As soon as the line containing "to the console" appears, copy it and every following line word for word until the records end.

***** Task material

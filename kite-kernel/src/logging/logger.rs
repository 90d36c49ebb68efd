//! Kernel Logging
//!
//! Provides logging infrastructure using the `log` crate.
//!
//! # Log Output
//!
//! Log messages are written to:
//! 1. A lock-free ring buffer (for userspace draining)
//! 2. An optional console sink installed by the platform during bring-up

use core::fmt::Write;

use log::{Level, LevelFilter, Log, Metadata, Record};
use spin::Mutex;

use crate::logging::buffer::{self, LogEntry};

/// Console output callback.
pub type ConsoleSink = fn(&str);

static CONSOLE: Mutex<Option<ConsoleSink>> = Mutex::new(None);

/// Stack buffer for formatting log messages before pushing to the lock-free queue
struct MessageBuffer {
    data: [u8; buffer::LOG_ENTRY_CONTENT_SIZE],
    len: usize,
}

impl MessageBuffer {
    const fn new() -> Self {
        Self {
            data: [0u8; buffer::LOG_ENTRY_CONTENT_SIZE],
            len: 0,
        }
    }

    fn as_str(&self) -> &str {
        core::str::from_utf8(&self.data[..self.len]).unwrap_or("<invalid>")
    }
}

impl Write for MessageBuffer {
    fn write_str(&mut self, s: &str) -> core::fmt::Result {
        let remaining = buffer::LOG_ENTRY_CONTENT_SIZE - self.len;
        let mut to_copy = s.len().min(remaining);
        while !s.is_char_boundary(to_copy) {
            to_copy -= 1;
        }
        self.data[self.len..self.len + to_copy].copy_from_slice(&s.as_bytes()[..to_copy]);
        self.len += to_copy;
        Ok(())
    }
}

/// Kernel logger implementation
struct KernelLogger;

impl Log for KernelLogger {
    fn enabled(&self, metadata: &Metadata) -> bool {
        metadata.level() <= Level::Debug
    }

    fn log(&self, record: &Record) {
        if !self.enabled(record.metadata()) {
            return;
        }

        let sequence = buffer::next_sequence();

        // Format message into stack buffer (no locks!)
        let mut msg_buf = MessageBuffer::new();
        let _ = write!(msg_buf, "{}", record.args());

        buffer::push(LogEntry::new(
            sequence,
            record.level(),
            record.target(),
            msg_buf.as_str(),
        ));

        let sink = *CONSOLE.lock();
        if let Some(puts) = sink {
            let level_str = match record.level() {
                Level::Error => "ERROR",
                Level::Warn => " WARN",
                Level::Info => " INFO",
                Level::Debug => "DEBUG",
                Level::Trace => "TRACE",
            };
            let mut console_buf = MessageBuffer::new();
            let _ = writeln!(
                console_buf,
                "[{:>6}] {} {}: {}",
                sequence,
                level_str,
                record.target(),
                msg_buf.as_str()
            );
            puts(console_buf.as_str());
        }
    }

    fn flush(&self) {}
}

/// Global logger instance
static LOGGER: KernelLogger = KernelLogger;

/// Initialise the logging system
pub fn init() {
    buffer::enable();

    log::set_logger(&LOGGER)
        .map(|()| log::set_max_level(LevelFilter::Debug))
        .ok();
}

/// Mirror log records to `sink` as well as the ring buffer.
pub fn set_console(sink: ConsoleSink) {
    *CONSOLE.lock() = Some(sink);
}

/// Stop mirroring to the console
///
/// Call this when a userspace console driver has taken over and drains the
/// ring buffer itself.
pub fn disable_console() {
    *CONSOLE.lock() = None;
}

**********

__Response for this exercise__:
/// Stop mirroring to the console
///
/// Call this when a userspace console driver has taken over and drains the
/// ring buffer itself.
pub fn disable_console() {
    *CONSOLE.lock() = None;
}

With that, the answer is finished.